*** GIVEN DATA

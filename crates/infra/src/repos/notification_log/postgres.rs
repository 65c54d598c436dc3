use super::INotificationLogRepo;
use crate::repos::shared::query_structs::{NotificationLogOrderField, OrderBy};
use agenda_domain::{NotificationLog, ReminderChannel, ID};
use chrono::{DateTime, Utc};
use sqlx::{types::Uuid, Executor, FromRow, PgPool, Postgres};
use tracing::error;

pub struct PostgresNotificationLogRepo {
    pool: PgPool,
}

impl PostgresNotificationLogRepo {
    pub fn new(pool: PgPool) -> Self {
        Self { pool }
    }
}

#[derive(Debug, FromRow)]
struct NotificationLogRaw {
    notification_log_uid: Uuid,
    event_uid: Uuid,
    reminder_uid: Option<Uuid>,
    user_uid: Uuid,
    channel: String,
    status: String,
    error_message: String,
    created: DateTime<Utc>,
}

impl TryFrom<NotificationLogRaw> for NotificationLog {
    type Error = anyhow::Error;

    fn try_from(raw: NotificationLogRaw) -> anyhow::Result<Self> {
        Ok(Self {
            id: raw.notification_log_uid.into(),
            event_id: raw.event_uid.into(),
            reminder_id: raw.reminder_uid.map(|id| id.into()),
            user_id: raw.user_uid.into(),
            channel: raw.channel.parse::<ReminderChannel>()?,
            status: raw.status.parse()?,
            error_message: raw.error_message,
            created: raw.created,
        })
    }
}

/// Inserts the log with the given executor, which lets the dispatch of
/// a reminder write its log inside the row locking transaction.
pub(crate) async fn insert_log<'e, E>(executor: E, log: &NotificationLog) -> anyhow::Result<()>
where
    E: Executor<'e, Database = Postgres>,
{
    sqlx::query(
        r#"
        INSERT INTO notification_logs(
            notification_log_uid,
            event_uid,
            reminder_uid,
            user_uid,
            channel,
            status,
            error_message,
            created
        )
        VALUES($1, $2, $3, $4, $5, $6, $7, $8)
        "#,
    )
    .bind(log.id.inner_ref())
    .bind(log.event_id.inner_ref())
    .bind(log.reminder_id.map(|id| id.inner()))
    .bind(log.user_id.inner_ref())
    .bind(log.channel.as_str())
    .bind(log.status.as_str())
    .bind(&log.error_message)
    .bind(log.created)
    .execute(executor)
    .await?;
    Ok(())
}

#[async_trait::async_trait]
impl INotificationLogRepo for PostgresNotificationLogRepo {
    async fn insert(&self, log: &NotificationLog) -> anyhow::Result<()> {
        insert_log(&self.pool, log).await
    }

    async fn find(&self, log_id: &ID) -> Option<NotificationLog> {
        let raw = match sqlx::query_as::<_, NotificationLogRaw>(
            "SELECT * FROM notification_logs WHERE notification_log_uid = $1",
        )
        .bind(log_id.inner_ref())
        .fetch_optional(&self.pool)
        .await
        {
            Ok(raw) => raw?,
            Err(e) => {
                error!("Unable to find notification log {}: {:?}", log_id, e);
                return None;
            }
        };
        match raw.try_into() {
            Ok(log) => Some(log),
            Err(e) => {
                error!("Corrupt notification log {}: {:?}", log_id, e);
                None
            }
        }
    }

    async fn find_by_user(
        &self,
        user_id: &ID,
        order_by: OrderBy<NotificationLogOrderField>,
    ) -> anyhow::Result<Vec<NotificationLog>> {
        let column = match order_by.field {
            NotificationLogOrderField::CreatedAt => "created",
        };
        let direction = if order_by.descending { "DESC" } else { "ASC" };
        let query = format!(
            "SELECT * FROM notification_logs WHERE user_uid = $1 ORDER BY {} {}",
            column, direction
        );
        sqlx::query_as::<_, NotificationLogRaw>(&query)
            .bind(user_id.inner_ref())
            .fetch_all(&self.pool)
            .await?
            .into_iter()
            .map(|raw| raw.try_into())
            .collect()
    }
}
use crate::shared::entity::{Entity, ID};
use chrono::prelude::*;
use thiserror::Error;

pub const USERNAME_MAX_LEN: usize = 150;

#[derive(Debug, Clone, PartialEq)]
pub struct User {
    pub id: ID,
    pub username: String,
    /// Always stored trimmed and lowercased
    pub email: String,
    /// Secret used by clients in the `Authorization` header
    pub api_token: String,
    pub created: DateTime<Utc>,
}

#[derive(Error, Debug, PartialEq)]
pub enum UserValidationError {
    #[error("Username must be between 1 and {0} characters")]
    InvalidUsername(usize),
    #[error("Invalid email address: {0}")]
    InvalidEmail(String),
}

impl Entity for User {
    fn id(&self) -> &ID {
        &self.id
    }
}

impl User {
    pub fn new(
        username: &str,
        email: &str,
        api_token: String,
    ) -> Result<Self, UserValidationError> {
        let username = username.trim();
        if username.is_empty() || username.chars().count() > USERNAME_MAX_LEN {
            return Err(UserValidationError::InvalidUsername(USERNAME_MAX_LEN));
        }
        let email = Self::normalize_email(email);
        if !Self::is_valid_email(&email) {
            return Err(UserValidationError::InvalidEmail(email));
        }

        Ok(Self {
            id: Default::default(),
            username: username.to_string(),
            email,
            api_token,
            created: Utc::now(),
        })
    }

    pub fn normalize_email(email: &str) -> String {
        email.trim().to_lowercase()
    }

    fn is_valid_email(email: &str) -> bool {
        match email.split_once('@') {
            Some((local, domain)) => {
                !local.is_empty()
                    && !domain.is_empty()
                    && !domain.starts_with('.')
                    && !domain.ends_with('.')
                    && domain.contains('.')
                    && !email.chars().any(char::is_whitespace)
                    && !domain.contains('@')
            }
            None => false,
        }
    }
}
use serde::{de::Visitor, Deserialize, Serialize};
use std::{fmt::Display, str::FromStr};
use thiserror::Error;
use uuid::Uuid;

pub trait Entity {
    fn id(&self) -> &ID;
    fn eq(&self, other: &Self) -> bool {
        self.id() == other.id()
    }
}

#[derive(Debug, Clone, Copy, PartialEq, Eq, Hash, PartialOrd, Ord)]
pub struct ID(Uuid);

impl ID {
    pub fn new() -> Self {
        Self(Uuid::new_v4())
    }

    pub fn as_string(&self) -> String {
        self.0.to_string()
    }

    pub fn inner(self) -> Uuid {
        self.0
    }

    pub fn inner_ref(&self) -> &Uuid {
        &self.0
    }
}

impl Default for ID {
    fn default() -> Self {
        Self::new()
    }
}

impl From<Uuid> for ID {
    fn from(id: Uuid) -> Self {
        Self(id)
    }
}

impl Display for ID {
    fn fmt(&self, f: &mut std::fmt::Formatter<'_>) -> std::fmt::Result {
        write!(f, "{}", self.as_string())
    }
}

#[derive(Error, Debug)]
pub enum InvalidIDError {
    #[error("ID: {0} is malformed")]
    Malformed(String),
}

impl FromStr for ID {
    type Err = InvalidIDError;

    fn from_str(s: &str) -> Result<Self, Self::Err> {
        Uuid::parse_str(s)
            .map(Self)
            .map_err(|_| InvalidIDError::Malformed(s.to_string()))
    }
}

impl Serialize for ID {
    fn serialize<S>(&self, serializer: S) -> Result<S::Ok, S::Error>
    where
        S: serde::Serializer,
    {
        serializer.serialize_str(&self.as_string())
    }
}

impl<'de> Deserialize<'de> for ID {
    fn deserialize<D>(deserializer: D) -> Result<Self, D::Error>
    where
        D: serde::Deserializer<'de>,
    {
        struct IDVisitor;

        impl<'de> Visitor<'de> for IDVisitor {
            type Value = ID;

            fn expecting(&self, formatter: &mut std::fmt::Formatter) -> std::fmt::Result {
                formatter.write_str("A valid string id representation")
            }

            fn visit_str<E>(self, value: &str) -> Result<ID, E>
            where
                E: serde::de::Error,
            {
                value
                    .parse::<ID>()
                    .map_err(|_| E::custom(format!("Malformed id: {}", value)))
            }
        }

        deserializer.deserialize_str(IDVisitor)
    }
}

#[cfg(test)]
mod test {
    use super::*;

    #[test]
    fn parses_and_displays_ids() {
        let id = ID::new();
        let parsed: ID = id.to_string().parse().expect("To parse id");
        assert_eq!(id, parsed);
        assert!("not-an-id".parse::<ID>().is_err());
    }
}
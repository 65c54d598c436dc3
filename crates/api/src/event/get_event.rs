use super::find_user_event;
use crate::error::AgendaError;
use crate::shared::{
    auth::protect_route,
    usecase::{execute, UseCase},
};
use actix_web::{web, HttpRequest, HttpResponse};
use agenda_api_structs::get_event::*;
use agenda_domain::{Event, Reminder, User, ID};
use agenda_infra::AgendaContext;

pub async fn get_event_controller(
    http_req: HttpRequest,
    path_params: web::Path<PathParams>,
    ctx: web::Data<AgendaContext>,
) -> Result<HttpResponse, AgendaError> {
    let user = protect_route(&http_req, &ctx).await?;

    let usecase = GetEventUseCase {
        user,
        event_id: path_params.event_id,
    };

    execute(usecase, &ctx)
        .await
        .map(|(event, reminders)| HttpResponse::Ok().json(APIResponse::new(event, reminders)))
        .map_err(AgendaError::from)
}

#[derive(Debug)]
pub struct GetEventUseCase {
    pub user: User,
    pub event_id: ID,
}

#[derive(Debug, PartialEq)]
pub enum UseCaseError {
    NotFound(ID),
    StorageError,
}

impl From<UseCaseError> for AgendaError {
    fn from(e: UseCaseError) -> Self {
        match e {
            UseCaseError::NotFound(event_id) => Self::NotFound(format!(
                "The event with id: {}, was not found.",
                event_id
            )),
            UseCaseError::StorageError => Self::InternalError,
        }
    }
}

#[async_trait::async_trait(?Send)]
impl UseCase for GetEventUseCase {
    type Response = (Event, Vec<Reminder>);

    type Error = UseCaseError;

    const NAME: &'static str = "GetEvent";

    async fn execute(&mut self, ctx: &AgendaContext) -> Result<Self::Response, Self::Error> {
        let event = find_user_event(&self.event_id, &self.user, ctx)
            .await
            .ok_or(UseCaseError::NotFound(self.event_id))?;
        let reminders = ctx
            .repos
            .reminders
            .find_by_event(&event.id)
            .await
            .map_err(|_| UseCaseError::StorageError)?;
        Ok((event, reminders))
    }
}
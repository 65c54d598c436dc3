use crate::{APIResponse, BaseClient};
use agenda_api_structs::*;
use agenda_domain::ID;
use reqwest::StatusCode;
use std::sync::Arc;

/// Read only access to the delivery log of the reminders
#[derive(Clone)]
pub struct NotificationClient {
    base: Arc<BaseClient>,
}

impl NotificationClient {
    pub(crate) fn new(base: Arc<BaseClient>) -> Self {
        Self { base }
    }

    pub async fn get(&self, notification_id: ID) -> APIResponse<get_notification::APIResponse> {
        self.base
            .get(format!("notifications/{}", notification_id), StatusCode::OK)
            .await
    }

    pub async fn list(
        &self,
        ordering: Option<String>,
    ) -> APIResponse<get_notifications::APIResponse> {
        let query = get_notifications::QueryParams { ordering };
        self.base
            .get_with_query("notifications".into(), &query, StatusCode::OK)
            .await
    }
}
use crate::error::AgendaError;
use crate::shared::{
    auth::protect_route,
    usecase::{execute, UseCase},
};
use actix_web::{web, HttpRequest, HttpResponse};
use agenda_api_structs::get_reminders::*;
use agenda_domain::{Reminder, User};
use agenda_infra::{AgendaContext, OrderBy, ReminderOrderField};

pub async fn get_reminders_controller(
    http_req: HttpRequest,
    query_params: web::Query<QueryParams>,
    ctx: web::Data<AgendaContext>,
) -> Result<HttpResponse, AgendaError> {
    let user = protect_route(&http_req, &ctx).await?;

    let usecase = GetRemindersUseCase {
        user,
        ordering: query_params.0.ordering,
    };

    execute(usecase, &ctx)
        .await
        .map(|reminders| HttpResponse::Ok().json(APIResponse::new(reminders)))
        .map_err(AgendaError::from)
}

/// All the `Reminder`s of the `Event`s owned by the `User`
#[derive(Debug)]
pub struct GetRemindersUseCase {
    pub user: User,
    pub ordering: Option<String>,
}

#[derive(Debug, PartialEq)]
pub enum UseCaseError {
    InvalidOrdering(String),
    StorageError,
}

impl From<UseCaseError> for AgendaError {
    fn from(e: UseCaseError) -> Self {
        match e {
            UseCaseError::InvalidOrdering(ordering) => Self::BadClientData(format!(
                "Reminders can not be ordered by: {}. Use scheduledFor or minutesBefore.",
                ordering
            )),
            UseCaseError::StorageError => Self::InternalError,
        }
    }
}

#[async_trait::async_trait(?Send)]
impl UseCase for GetRemindersUseCase {
    type Response = Vec<Reminder>;

    type Error = UseCaseError;

    const NAME: &'static str = "GetReminders";

    async fn execute(&mut self, ctx: &AgendaContext) -> Result<Self::Response, Self::Error> {
        let order_by = match self.ordering.as_ref().filter(|o| !o.trim().is_empty()) {
            Some(ordering) => ordering
                .parse::<OrderBy<ReminderOrderField>>()
                .map_err(|_| UseCaseError::InvalidOrdering(ordering.clone()))?,
            None => Default::default(),
        };

        ctx.repos
            .reminders
            .find_by_user(&self.user.id, order_by)
            .await
            .map_err(|_| UseCaseError::StorageError)
    }
}
use super::find_user_reminder;
use crate::error::AgendaError;
use crate::shared::{
    auth::protect_route,
    usecase::{execute, UseCase},
};
use actix_web::{web, HttpRequest, HttpResponse};
use agenda_api_structs::get_reminder::*;
use agenda_domain::{Reminder, User, ID};
use agenda_infra::AgendaContext;

pub async fn get_reminder_controller(
    http_req: HttpRequest,
    path_params: web::Path<PathParams>,
    ctx: web::Data<AgendaContext>,
) -> Result<HttpResponse, AgendaError> {
    let user = protect_route(&http_req, &ctx).await?;

    let usecase = GetReminderUseCase {
        user,
        reminder_id: path_params.reminder_id,
    };

    execute(usecase, &ctx)
        .await
        .map(|reminder| HttpResponse::Ok().json(APIResponse::new(reminder)))
        .map_err(AgendaError::from)
}

#[derive(Debug)]
pub struct GetReminderUseCase {
    pub user: User,
    pub reminder_id: ID,
}

#[derive(Debug, PartialEq)]
pub enum UseCaseError {
    NotFound(ID),
}

impl From<UseCaseError> for AgendaError {
    fn from(e: UseCaseError) -> Self {
        match e {
            UseCaseError::NotFound(reminder_id) => Self::NotFound(format!(
                "The reminder with id: {}, was not found.",
                reminder_id
            )),
        }
    }
}

#[async_trait::async_trait(?Send)]
impl UseCase for GetReminderUseCase {
    type Response = Reminder;

    type Error = UseCaseError;

    const NAME: &'static str = "GetReminder";

    async fn execute(&mut self, ctx: &AgendaContext) -> Result<Self::Response, Self::Error> {
        find_user_reminder(&self.reminder_id, &self.user, ctx)
            .await
            .ok_or(UseCaseError::NotFound(self.reminder_id))
    }
}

******

TASK DETAILS: Copy the entries above exactly, but only from the line holding "row locking transaction." through the line holding "async fn insert(&self, log: &NotificationLog)", both included.

RESPONSE AREA:
/// a reminder write its log inside the row locking transaction.
pub(crate) async fn insert_log<'e, E>(executor: E, log: &NotificationLog) -> anyhow::Result<()>
where
    E: Executor<'e, Database = Postgres>,
{
    sqlx::query(
        r#"
        INSERT INTO notification_logs(
            notification_log_uid,
            event_uid,
            reminder_uid,
            user_uid,
            channel,
            status,
            error_message,
            created
        )
        VALUES($1, $2, $3, $4, $5, $6, $7, $8)
        "#,
    )
    .bind(log.id.inner_ref())
    .bind(log.event_id.inner_ref())
    .bind(log.reminder_id.map(|id| id.inner()))
    .bind(log.user_id.inner_ref())
    .bind(log.channel.as_str())
    .bind(log.status.as_str())
    .bind(&log.error_message)
    .bind(log.created)
    .execute(executor)
    .await?;
    Ok(())
}

#[async_trait::async_trait]
impl INotificationLogRepo for PostgresNotificationLogRepo {
    async fn insert(&self, log: &NotificationLog) -> anyhow::Result<()> {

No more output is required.